Por: Soledad Loaeza
Ilustración: Izak Peón, cortesía de Nexos
El punto de partida de los nuevos líderes autoritarios no es la crítica de la democracia. Sus denuncias apuntan a la concentración de la riqueza en manos de unos cuantos y a la corrupción de los poderosos, pero no acusan sólo a los millonarios. En los nuevos autoritarismos entran a la categoría de poderosos las élites culturales e intelectuales cuyo único capital es de índole moral. Los autoritarios del siglo XXI no tratan de convertir a esas élites a su propio credo, más bien hacen de ellas el blanco de ataques que buscan desprestigiarlos para despojarlos de la autoridad moral que es su capital.
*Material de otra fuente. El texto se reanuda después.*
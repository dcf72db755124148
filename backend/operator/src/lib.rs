//! # Operator
//!
//! Out of band tooling for the people running the game. Nothing here is reachable
//! from the public API.
//!
//! ## Seeding
//!
//! A catalog is one JSON file with `predictions` and `quizzes` arrays, read from disk or
//! fetched over HTTP. Documents without an id get one derived from their name, e.g.
//! `bahrain-2025` + `Race Winner` becomes `bahrain-2025-race-winner`. Every document is
//! validated before it is written. Rejected documents are reported and skipped, the rest
//! of the catalog still goes in. Re-seeding is safe: an open prediction is overwritten,
//! but settled or cancelled predictions and published quizzes only accept an identical copy.
//!
//! ## Settlement
//!
//! `settle` records the outcome and pays out, `cancel` refunds every stake. Both are safe
//! to re-run: bets already resolved are skipped.
use std::fmt;

use ledger::{LedgerError, Prediction, Quiz, settlement::SettlementReport};
use serde::de::DeserializeOwned;
use serde_json::Value;
use server::{bookmaker::Bookmaker, database::Store, error::AppError};
use tracing::{info, warn};

pub mod models;
pub mod utils;

use models::Catalog;
use utils::{progress_bar, read_source};

#[derive(Debug, Default, PartialEq, Eq)]
pub struct SeedSummary {
    pub predictions: usize,
    pub quizzes: usize,
    pub rejected: Vec<String>,
}

impl fmt::Display for SeedSummary {
    fn fmt(&self, f: &mut fmt::Formatter<'_>) -> fmt::Result {
        writeln!(f, "Predictions Published: {}", self.predictions)?;
        writeln!(f, "Quizzes Published: {}", self.quizzes)?;
        write!(f, "Rejected: {}", self.rejected.len())?;

        for reason in &self.rejected {
            write!(f, "\n  - {reason}")?;
        }

        Ok(())
    }
}

pub async fn seed<S: Store>(bookmaker: &Bookmaker<S>, source: &str) -> anyhow::Result<SeedSummary> {
    let raw = read_source(source).await?;
    let catalog = Catalog::parse(&raw)?;

    info!(
        "Loaded catalog from {source}: {} predictions, {} quizzes",
        catalog.predictions.len(),
        catalog.quizzes.len()
    );

    publish_catalog(bookmaker, catalog).await
}

pub async fn publish_catalog<S: Store>(
    bookmaker: &Bookmaker<S>,
    catalog: Catalog,
) -> anyhow::Result<SeedSummary> {
    let mut summary = SeedSummary::default();
    let pb = progress_bar(catalog.len())?;

    for (index, document) in catalog.predictions.into_iter().enumerate() {
        let label = label("prediction", index, &document);
        pb.set_message(format!("Publishing {label}"));

        match decode::<Prediction>(document) {
            Ok(prediction) => match bookmaker.publish_prediction(prediction).await {
                Ok(_) => summary.predictions += 1,
                Err(e) if skippable(&e) => reject(&mut summary, &label, e),
                Err(e) => return Err(e.into()),
            },
            Err(e) => reject(&mut summary, &label, e),
        }

        pb.inc(1);
    }

    for (index, document) in catalog.quizzes.into_iter().enumerate() {
        let label = label("quiz", index, &document);
        pb.set_message(format!("Publishing {label}"));

        match decode::<Quiz>(document) {
            Ok(quiz) => match bookmaker.publish_quiz(quiz).await {
                Ok(_) => summary.quizzes += 1,
                Err(e) if skippable(&e) => reject(&mut summary, &label, e),
                Err(e) => return Err(e.into()),
            },
            Err(e) => reject(&mut summary, &label, e),
        }

        pb.inc(1);
    }

    pb.finish_with_message("Done");

    Ok(summary)
}

pub async fn settle<S: Store>(
    bookmaker: &Bookmaker<S>,
    prediction_id: &str,
    winning_option: usize,
) -> anyhow::Result<SettlementReport> {
    Ok(bookmaker
        .settle_prediction(prediction_id, winning_option)
        .await?)
}

pub async fn cancel<S: Store>(
    bookmaker: &Bookmaker<S>,
    prediction_id: &str,
) -> anyhow::Result<SettlementReport> {
    Ok(bookmaker.cancel_prediction(prediction_id).await?)
}

/// Problems with one document, as opposed to the store being unreachable.
fn skippable(error: &AppError) -> bool {
    matches!(
        error,
        AppError::InvalidDocument(_)
            | AppError::Ledger(
                LedgerError::AlreadySettled(_)
                    | LedgerError::PredictionCancelled(_)
                    | LedgerError::QuizAlreadyPublished(_)
            )
    )
}

fn decode<T: DeserializeOwned>(document: Value) -> serde_json::Result<T> {
    serde_json::from_value(document)
}

fn label(kind: &str, index: usize, document: &Value) -> String {
    match document.get("id").and_then(Value::as_str) {
        Some(id) => format!("{kind} {id}"),
        None => format!("{kind} #{index}"),
    }
}

fn reject(summary: &mut SeedSummary, label: &str, reason: impl fmt::Display) {
    warn!("Skipping {label}: {reason}");

    summary.rejected.push(format!("{label}: {reason}"));
}

#[cfg(test)]
mod tests {
    use std::{env, fs};

    use server::{database::MemoryStore, utils::RetryPolicy};

    use super::*;

    fn bookmaker() -> Bookmaker<MemoryStore> {
        Bookmaker::new(MemoryStore::new(), RetryPolicy::default())
    }

    fn catalog() -> Value {
        serde_json::json!({
            "predictions": [
                {
                    "eventName": "Race Winner",
                    "category": "race",
                    "type": "winner",
                    "options": [{ "text": "Piastri", "odds": 3.0 }, { "text": "Russell", "odds": 4.5 }],
                    "startDate": "2025-04-11T12:00:00Z",
                    "endDate": "2025-04-13T15:00:00Z",
                    "status": "active",
                    "raceWeekend": "bahrain-2025",
                    "circuit": "bahrain",
                },
                {
                    "id": "broken-odds",
                    "eventName": "Safety Car",
                    "category": "race",
                    "type": "safety-car",
                    "options": [{ "text": "Yes", "odds": 0.2 }],
                    "startDate": "2025-04-11T12:00:00Z",
                    "endDate": "2025-04-13T15:00:00Z",
                    "status": "active",
                    "raceWeekend": "bahrain-2025",
                    "circuit": "bahrain",
                },
            ],
            "quizzes": [
                {
                    "title": "Sakhir Basics",
                    "type": "race-weekend",
                    "questions": [{ "question": "Laps?", "options": ["57", "71"], "correctAnswer": 0 }],
                    "startDate": "2025-04-07T00:00:00Z",
                    "endDate": "2025-04-13T00:00:00Z",
                    "pointsPerQuestion": 20,
                    "difficulty": "medium",
                    "category": "circuits",
                },
                { "title": "Missing everything" },
            ],
        })
    }

    #[tokio::test]
    async fn test_publish_catalog() {
        let bookmaker = bookmaker();
        let catalog = Catalog::parse(&catalog().to_string()).unwrap();

        let summary = publish_catalog(&bookmaker, catalog).await.unwrap();

        assert_eq!(summary.predictions, 1);
        assert_eq!(summary.quizzes, 1);
        assert_eq!(summary.rejected.len(), 2);
        assert!(summary.rejected[0].starts_with("prediction broken-odds"));
        assert!(summary.rejected[1].starts_with("quiz missing-everything"));

        let prediction = bookmaker
            .prediction("bahrain-2025-race-winner")
            .await
            .unwrap();
        assert_eq!(prediction.options.len(), 2);
        assert!(
            bookmaker
                .store()
                .get_quiz("sakhir-basics")
                .await
                .unwrap()
                .is_some()
        );
    }

    #[tokio::test]
    async fn test_reseed_keeps_settled_predictions() {
        let bookmaker = bookmaker();
        let first = Catalog::parse(&catalog().to_string()).unwrap();
        publish_catalog(&bookmaker, first).await.unwrap();

        bookmaker
            .settle_prediction("bahrain-2025-race-winner", 1)
            .await
            .unwrap();

        let mut edited = catalog();
        edited["quizzes"][0]["pointsPerQuestion"] = serde_json::json!(50);
        let again = Catalog::parse(&edited.to_string()).unwrap();
        let summary = publish_catalog(&bookmaker, again).await.unwrap();

        assert_eq!(summary.predictions, 0);
        assert_eq!(summary.quizzes, 0);
        assert_eq!(summary.rejected.len(), 4);
        assert!(summary.rejected[0].starts_with("prediction bahrain-2025-race-winner"));

        let prediction = bookmaker
            .prediction("bahrain-2025-race-winner")
            .await
            .unwrap();
        assert_eq!(prediction.result, Some(1));
    }

    #[tokio::test]
    async fn test_seed_from_file() {
        let path = env::temp_dir().join(format!("paddock-catalog-{}.json", std::process::id()));
        fs::write(&path, catalog().to_string()).unwrap();

        let summary = seed(&bookmaker(), path.to_str().unwrap()).await.unwrap();
        fs::remove_file(&path).unwrap();

        assert_eq!(summary.predictions + summary.quizzes, 2);
    }

    #[tokio::test]
    async fn test_seed_missing_file() {
        assert!(seed(&bookmaker(), "/nonexistent/catalog.json").await.is_err());
    }

    #[tokio::test]
    async fn test_settle_unknown_prediction() {
        let result = settle(&bookmaker(), "monaco-2025-race-winner", 0).await;
        assert!(result.is_err());

        let result = cancel(&bookmaker(), "monaco-2025-race-winner").await;
        assert!(result.is_err());
    }

    #[test]
    fn test_summary_display() {
        let summary = SeedSummary {
            predictions: 2,
            quizzes: 1,
            rejected: vec!["quiz #0: no questions".to_string()],
        };

        assert_eq!(
            summary.to_string(),
            "Predictions Published: 2\nQuizzes Published: 1\nRejected: 1\n  - quiz #0: no questions"
        );
    }
}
Lo hacen, primero, porque en su mundo son dueños de ese monopolio, que sólo ellos pueden ejercer; y, segundo, porque esas élites los desafían, los critican, visibilizan sus flaquezas, exhiben sus errores, ponen en cuestión el culto a la personalidad que concienzudamente los autoritarios han construido en torno a sí mismos. El principal pecado de los cientificos, de los artistas, de los pensadores o, simplemente, de los profesores universitarios es que sacuden y llegan incluso a perforar la armadura narcisista con que el líder se mantiene a distancia de todos los demás.